First data sent over new ViaSat-2 satellite


Not long ago, the notion that a single broadband satellite could do the work of a hundred or more of its predecessors was far-fetched. When we launched ViaSat-1 in 2011, we changed the industry’s thinking on that in a big way.

This past weekend, we made a big step toward showing that our new satellite, ViaSat-2, is ready to disrupt the industry once again.

Launched June 1, Viasat-2 has now arrived in its geostationary orbit, moved into its earth-facing orbit and successfully deployed the reflectors that will transmit internet signals.

It was time to give it a test drive.

The moment of truth came in the wee hours of the morning Sunday, Dec. 3 at Viasat’s Carlsbad, CA headquarters. Working with our partners at Boeing Satellite Systems International, a small group of our engineers took advantage of the first window of opportunity to contact the satellite and send data over it.

With whoops and cheers, the engineers tapped the world’s most powerful communications satellite to perform that most basic of internet tasks: browsing a website.

“This milestone is extremely meaningful because it was our first chance since 2016 to test the ground system with the satellite,” said Phil Lampe, program director for the ViaSat-2 ground system. “Even with that time gap, we went from enabling the first transponder to surfing the web across the complete end-to-end system in less than eight hours!”

That, Lampe said, is a strong indication of the system’s readiness and capabilities.

The weekend’s excitement was captured on video, which was then uploaded to YouTube over ViaSat-2.

Viasat will have full control over the satellite later in December, after Boeing “hands over the keys” following their readiness testing. The short window for this preliminary test came as a result of Viasat’s strong relationship with Boeing, according to RF systems engineer David Dieter.

“We worked all night from 1 p.m. Saturday to 9 a.m. Sunday with Boeing and the entire integration team to verify end-to-end system connectivity over ViaSat-2,” Dieter said. “The overall effect is early identification and reduction of risk for our push to bring ViaSat-2 into service.”

It’s gone a bit smoother compared to the service launch of ViaSat-1 six years ago, said Lampe, who served as the project engineer on that earlier launch.

“We’ve had the benefit to build on much of what we learned during the ViaSat-1 launch,” he said. “With ViaSat-2, we’ve had a working end-to-end field alpha system for well over six months, so we know the system and the organizations work well together going into beta testing.”

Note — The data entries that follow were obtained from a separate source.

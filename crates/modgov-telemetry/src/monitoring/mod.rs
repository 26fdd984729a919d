// Copyright 2025 eraflo
//
// Licensed under the Apache License, Version 2.0 (the "License");
// you may not use this file except in compliance with the License.
// You may obtain a copy of the License at
//
//     http://www.apache.org/licenses/LICENSE-2.0
//
// Unless required by applicable law or agreed to in writing, software
// distributed under the License is distributed on an "AS IS" BASIS,
// WITHOUT WARRANTIES OR CONDITIONS OF ANY KIND, either express or implied.
// See the License for the specific language governing permissions and
// limitations under the License.

//! Sources of host and module observations.

pub mod module_stats;
pub mod sysinfo_source;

Even so, he noted that ViaSat-2 is a much more complex system than VS-1, and that there would no doubt be some more calibration taking place during the beta-testing period.

Dieter seconded that.

“ViaSat-2 is a fine-tuned machine compared to conventional commercial satellites, not unlike a high-performance automobile,” he said. “It’s going to take a little time and effort to tune properly, but the resulting increase in performance compared to its peers in space will be remarkable.”

For Viasat CEO Mark Dankberg, the weekend’s successful test was validation of the company’s drive to continually push the envelope of satellite technology.

“This is a great achievement for the Viasat team, our customers and our partners,” Dankberg said. “The ViaSat-2 system is the culmination of years of hard work and commitment to bringing a satellite platform to market that can deliver truly high-speed, high-quality broadband to many more people, and with a much greater geographic reach. We’re another step closer to bringing the ViaSat-2 satellite into service.”

About ViaSat-2

The ViaSat-2 satellite system is expected to significantly improve speeds, reduce costs and expand the footprint of broadband services across North America, Central America, the Caribbean and a portion of northern South America, as well as the primary aeronautical and maritime routes across the Atlantic Ocean between North America and Europe. ViaSat-2 is a geostationary satellite that operates in Ka-band frequencies. It was designed to offer high-capacity connectivity and wide coverage, with the flexibility to move capacity to where demand requires it. As compared to ViaSat-1, ViaSat-2 is expected to double the bandwidth, with more than 300 Gigabits per second (Gbps) of total network capacity, as well as provide seven times the broadband coverage.